(Stored data entries)
····················

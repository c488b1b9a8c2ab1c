// ==========================================
// 制造成本估算系统 - 领域模型层
// ==========================================
// 职责: 定义领域实体、类型
// 红线: 不含数据访问逻辑,不含引擎逻辑
// ==========================================

pub mod cost;
pub mod reference;
pub mod types;

// 重导出核心类型
pub use cost::{
    CalculationStep, CalculationSteps, CostBreakdown, CostRequest, Dimensions, DutyBasis,
    DutyClassification, MachineDetails, PartGeometry, StepInputs, UnitCostBreakdown,
};
pub use reference::{
    Duty, Machine, Material, MhrConfigRow, MhrRecord, MhrRow, NewMhrRecord, OperationType,
};
pub use types::{normalize_name, DutyCategory, MachineCategory, MaterialKind, OperationKind, Shape};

····················

**The task**: Copy all of the entries above exactly as shown.

**Task response**:
repository c488b1b9a8c2ab1c
// ==========================================
// 制造成本估算系统 - 领域模型层
// ==========================================
// 职责: 定义领域实体、类型
// 红线: 不含数据访问逻辑,不含引擎逻辑
// ==========================================

pub mod cost;
pub mod reference;
pub mod types;

// 重导出核心类型
pub use cost::{
    CalculationStep, CalculationSteps, CostBreakdown, CostRequest, Dimensions, DutyBasis,
    DutyClassification, MachineDetails, PartGeometry, StepInputs, UnitCostBreakdown,
};
pub use reference::{
    Duty, Machine, Material, MhrConfigRow, MhrRecord, MhrRow, NewMhrRecord, OperationType,
};
pub use types::{normalize_name, DutyCategory, MachineCategory, MaterialKind, OperationKind, Shape};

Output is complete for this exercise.